DHCP!

Tom Mitchell mitch48 at sbcglobal.net
Fri Feb 13 23:53:18 UTC 2004


On Wed, Feb 11, 2004 at 10:06:26AM -0200, Nelson Guedes Paulo Junior wrote:
> 
> I'm not seeing this as a "problem", it's all working fine, the NIC's are
> exactly the same model, but have diferent MAC's. My problem is, if a user CAN
> change his MAC adreess, even if ONLY root can change, it's easy to implement
> a spoofing right????
> 
> So, why is permited to change the MAC this way??????

Why?
Because the MAC address is loaded by software.

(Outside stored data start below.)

impl<'a> WorldStopped<'a> {
    fn suspend_all(&mut self) {
        let collector = self.collector;
        loop {
            let mut candidates = Vec::new();
            collector.registry.for_each(&self.heap, |r| candidates.push(r));
            for record in candidates {
                if record.id() == self.me || record.is_suspended() {
                    continue;
                }
                if self.suspend_record(record) {
                    self.suspended.push(record);
                }
            }
            if !collector.registry.take_attached() {
                break;
            }
            self.rescans += 1;
            log::debug!("thread attached during stop, rescanning");
        }
    }

    /// Suspends one record, retrying transient failures. Returns false when
    /// the thread needs no suspension.
    fn suspend_record(&self, record: &'a ThreadRecord) -> bool {
        let control = &self.collector.control;
        let limit = self.collector.config().suspend_retry_limit;
        let id = record.id();
        let mut attempt = 0u32;
        let mut failed_op = OsOp::Suspend;
        loop {
            if record.stack_base() == 0 || record.is_finished() {
                return false;
            }
            if record.blocked_sp() != 0 {
                log::trace!("thread {id} is blocked, not suspending");
                return false;
            }
            if !control.is_alive(id) {
                log::debug!("thread {id} exited without unregistering");
                record.clear_stack_base();
                return false;
            }
            if attempt >= limit {
                fatal(
                    failed_op,
                    id,
                    &format_args!("gave up after {attempt} attempts"),
                );
            }

            match control.suspend(id) {
                Ok(()) => match control.capture_context(id) {
                    Some(context) => {
                        // SAFETY: we hold the global lock as the coordinator
                        unsafe { record.mark_suspended(context) };
                        log::trace!("suspended thread {id} at sp {:#x}", context.sp);
                        return true;
                    }
                    None => {
                        failed_op = OsOp::CaptureContext;
                        if let Err(err) = control.resume(id) {
                            fatal(OsOp::Resume, id, &err);
                        }
                    }
                },
                Err(err) => {
                    failed_op = OsOp::Suspend;
                    log::trace!("suspend of thread {id} failed: {err}");
                }
            }

            attempt += 1;
            if attempt.is_multiple_of(REPORT_EVERY) {
                log::warn!("still trying to suspend thread {id} after {attempt} attempts");
            }
            backoff_sleep(attempt);
        }
    }

    /// Ids of the threads this stop suspended.
    pub fn suspended_threads(&self) -> Vec<ThreadId> {
        self.suspended.iter().map(|r| r.id()).collect()
    }

    /// Every record currently in the registry.
    pub fn threads(&self) -> Vec<RecordSnapshot> {
        let mut out = Vec::new();
        self.collector
            .registry
            .for_each(&self.heap, |r| out.push(r.snapshot()));
        out
    }

    /// Times the registry was walked again because a thread attached
    /// while the stop was in progress.
    pub fn rescans(&self) -> usize {
        self.rescans
    }

    pub fn heap(&mut self) -> &mut GlobalHeap {
        &mut self.heap
    }

    /// Hot end of the stack of `record`, or `None` when it has no stack to
    /// scan right now.
    fn hot_end(&self, record: &ThreadRecord) -> Option<(usize, Option<RegisterSnapshot>)> {
        if record.id() == self.me {
            return Some((system::approx_sp(), None));
        }
        let blocked = record.blocked_sp();
        if blocked != 0 {
            return Some((blocked, None));
        }
        // SAFETY: global lock held
        let context = unsafe { record.context() }?;
        Some((context.sp, Some(context)))
    }

    /// Reports the scan ranges of every registered thread and every idle
    /// marker helper.
    pub fn for_each_thread_stack(&self, mut f: impl FnMut(&ThreadStack)) -> StackScanSummary {
        let mut summary = StackScanSummary::default();
        let mut stacks = Vec::new();
        self.collector.registry.for_each(&self.heap, |r| {
            if r.stack_base() != 0 && !r.is_finished() {
                stacks.push(r);
            }
        });

        for record in stacks {
            let id = record.id();
            let base = record.stack_base();
            let Some((hot, registers)) = self.hot_end(record) else {
                log::warn!("thread {id} is neither stopped nor blocked, skipping its stack");
                continue;
            };
            if hot == 0 || hot > base {
                log::warn!("thread {id}: sp {hot:#x} outside its stack (base {base:#x})");
                continue;
            }
            let previous_min = record.last_stack_min();
            if record.observe_sp(hot) < previous_min && previous_min != crate::ADDR_LIMIT {
                log::trace!("thread {id}: stack grew to {hot:#x}");
            }

            // SAFETY: global lock held
            let sections = unsafe { record.sections() };
            let stack = ThreadStack {
                owner: StackOwner::Mutator(id),
                ranges: scan_ranges(hot, base, sections.iter().rev().map(|s| (s.frame, s.saved_sp))),
                registers,
            };
            summary.threads += 1;
            summary.bytes += stack.ranges.iter().map(|r| r.len()).sum::<usize>();
            f(&stack);
        }

        if let Some(markers) = &self.collector.markers {
            for (index, slot) in markers.slots().iter().enumerate() {
                let (base, sp) = (slot.stack_base(), slot.sp());
                if base == 0 || sp == 0 || sp > base {
                    continue;
                }
                let stack = ThreadStack {
                    owner: StackOwner::Marker(index),
                    ranges: vec![sp..base],
                    registers: None,
                };
                summary.threads += 1;
                summary.bytes += base - sp;
                f(&stack);
            }
        }
        summary
    }

    /// Visits every object on the thread-local free lists of the stopped
    /// threads, so marking can treat them as reachable.
    pub fn mark_thread_local_free_lists(&self, mut f: impl FnMut(ThreadId, ObjectKind, usize, BlockPtr)) {
        let mut records = Vec::new();
        self.collector.registry.for_each(&self.heap, |r| {
            if !r.is_finished() && r.stack_base() != 0 {
                records.push(r);
            }
        });
        for record in records {
            let id = record.id();
            // SAFETY: lock held; the owner is stopped, blocked, or is us
            unsafe { record.cache.for_each_cached(&mut |kind, class, block| f(id, kind, class, block)) };
        }
    }

    /// Runs `work` on the parallel markers, or on the calling thread when
    /// there are none. Returns the number of helpers that ran it.
    pub fn parallel_mark(&self, work: impl Fn(MarkTask) + Send + Sync + 'static) -> usize {
        match &self.collector.markers {
            Some(markers) if markers.helpers() > 0 => {
                let work: MarkWork = Arc::new(work);
                markers.run(work);
                markers.helpers()
            }
            _ => {
                work(MarkTask {
                    helper: 0,
                    helpers: 1,
                    generation: 0,
                });
                1
            }
        }
    }

    pub fn start_world(mut self) {
        self.restart();
    }

    fn restart(&mut self) {
        if self.running {
            return;
        }
        self.running = true;
        let control = &self.collector.control;
        for record in self.suspended.drain(..) {
            let id = record.id();
            if !record.is_suspended() {
                fatal(OsOp::Resume, id, &"record was never suspended");
            }
            if let Err(err) = control.resume(id) {
                fatal(OsOp::Resume, id, &err);
            }
            // SAFETY: global lock held by the coordinator that suspended it
            unsafe { record.mark_resumed() };
            log::trace!("resumed thread {id}");
        }
        self.collector.stop_requested.store(false, Ordering::SeqCst);
        self.collector.world_stops.fetch_add(1, Ordering::Relaxed);

        let elapsed = self.started.elapsed();
        if elapsed > Duration::from_secs(1) {
            log::warn!("world was stopped for {elapsed:?}");
        } else {
            log::debug!("world restarted after {elapsed:?}");
        }
    }
}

The hardware is generic and the driver loads a MAC address commonly
found in a very small chunk of NVRAM on the motherboard or IO card
into the hardware.  Since the driver source is open it would be
trivial to hack the driver and do anything.  Thus (To Me) it makes
sense to expose it as a "feature" and not generate a false sense of
security.

The register in most network chips permits a change on the fly.

This is also EASY to do this on WinNT.  The config screen does not label
the field as the MAC address but it can be changed.  I did it in error
yesterday.

There ARE good reasons for permitting access to change the MAC
address.  Some NAT considerations come to mind.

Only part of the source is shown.